Well done tale of two women in love with the same man.

For Tessa, the problems start on the night of her wedding anniversary. Dr. Nick Russo, her husband and a talented and respected pediatric plastic surgeon, is called to the hospital for a little boy who fell into a fire at a birthday party. Tessa understands; she is a doctor’s wife. What she does not understand is how things can go so wrong so quickly.

Valerie’s world revolves around her son Charlie. She is a bit over protective, but Charlie is the most important person in her world. Her twin brother Jason is second and has been ever since Valerie found out she was pregnant with Lion’s child and Lion was not interested in her. Except for Jason and her mother, she has walked alone—until Dr. Russo walked into Charlie’s room at the hospital, changed their lives, and opened her heart to the possibility of love.

Emily Giffin focuses most of her novels on someone’s infidelity and Heart of the Matter is no exception. Telling the story from two women’s points of view, Giffin balances what could be a knockdown, drag-out fight into a balanced tale of two women who have strayed off their original paths and do not know how they got so lost.

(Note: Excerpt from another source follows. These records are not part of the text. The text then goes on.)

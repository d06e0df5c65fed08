//! Server configuration (command line with environment fallbacks).

use std::{path::PathBuf, time::Duration};

use clap::Parser;

use crate::usecase::RelayTimeouts;

#[derive(Parser, Debug, Clone)]
#[command(name = "denpo-server")]
#[command(about = "Direct-message relay server with live presence and delivery", long_about = None)]
pub struct ServerConfig {
    /// Host address to bind the server to
    #[arg(short = 'H', long, env = "DENPO_HOST", default_value = "127.0.0.1")]
    pub host: String,

    /// Port number to bind the server to
    #[arg(short = 'p', long, env = "DENPO_PORT", default_value = "8080")]
    pub port: u16,

    /// HMAC secret used to verify bearer tokens
    #[arg(long, env = "DENPO_JWT_SECRET", hide_env_values = true)]
    pub jwt_secret: String,

    /// Upper bound for one identity verification, in milliseconds
    #[arg(long, env = "DENPO_VERIFY_TIMEOUT_MS", default_value = "2000")]
    pub verify_timeout_ms: u64,

    /// Upper bound for one durable store call, in milliseconds
    #[arg(long, env = "DENPO_STORE_TIMEOUT_MS", default_value = "2000")]
    pub store_timeout_ms: u64,

    /// How long a push may wait for queue space before the connection is treated as dead
    #[arg(long, env = "DENPO_SEND_DEADLINE_MS", default_value = "250")]
    pub send_deadline_ms: u64,

    /// Outbound queue capacity per connection
    #[arg(long, env = "DENPO_OUTBOUND_CAPACITY", default_value = "64", value_parser = clap::value_parser!(u64).range(1..))]
    pub outbound_capacity: u64,

    /// JSON file with the participants to load at startup
    #[arg(long, env = "DENPO_SEED_FILE")]
    pub seed_file: Option<PathBuf>,

    /// Print a development token for this seeded participant and exit
    #[arg(long, value_name = "PARTICIPANT_ID")]
    pub issue_token: Option<String>,

    /// Lifetime of tokens printed by `--issue-token`, in seconds
    #[arg(long, default_value = "86400")]
    pub token_ttl_secs: i64,
}

impl ServerConfig {
    pub fn timeouts(&self) -> RelayTimeouts {
        RelayTimeouts {
            verify: Duration::from_millis(self.verify_timeout_ms),
            store: Duration::from_millis(self.store_timeout_ms),
            send: Duration::from_millis(self.send_deadline_ms),
        }
    }

    pub fn outbound_capacity(&self) -> usize {
        usize::try_from(self.outbound_capacity).unwrap_or(usize::MAX)
    }
}

#[cfg(test)]
mod tests {
    use super::*;

    #[test]
    fn test_defaults() {
        // テスト項目: 秘密鍵以外はデフォルト値が使われる
        // given (前提条件):
        let args = ["denpo-server", "--jwt-secret", "s3cret"];

        // when (操作):
        let config = ServerConfig::try_parse_from(args).unwrap();

        // then (期待する結果):
        assert_eq!(config.port, 8080);
        assert_eq!(config.timeouts(), RelayTimeouts::default());
        assert_eq!(config.outbound_capacity(), 64);
        assert!(config.seed_file.is_none());
    }

    #[test]
    fn test_overrides() {
        // テスト項目: コマンドライン引数で上書きできる
        // given (前提条件):
        let args = [
            "denpo-server",
            "--jwt-secret",
            "s3cret",
            "-p",
            "9000",
            "--send-deadline-ms",
            "50",
            "--outbound-capacity",
            "8",
        ];

        // when (操作):
        let config = ServerConfig::try_parse_from(args).unwrap();

        // then (期待する結果):
        assert_eq!(config.port, 9000);
        assert_eq!(config.timeouts().send, Duration::from_millis(50));
        assert_eq!(config.outbound_capacity(), 8);
    }

    #[test]
    fn test_zero_capacity_is_rejected() {
        // テスト項目: 送信キュー容量 0 は受け付けない
        // given (前提条件):
        let args = [
            "denpo-server",
            "--jwt-secret",
            "s3cret",
            "--outbound-capacity",
            "0",
        ];

        // when (操作):
        let result = ServerConfig::try_parse_from(args);

        // then (期待する結果):
        assert!(result.is_err());
    }
}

It would be so easy to blame Valerie, as the other woman, but Giffin goes for honesty and compassion, and manages to show the cheating husband in a more tolerable light. The Heart of the Matter is ultimately about choices and accepting responsibility for one’s actions. In clear, heartfelt prose, Giffin gives two women a chance to be heard. Both women, Valerie and Tessa, are distinctly different and there is not a cliché in either story. Tone, mood and supporting cast are well done without being intrusive, providing balance and depth that gets right to the Heart of the Matter.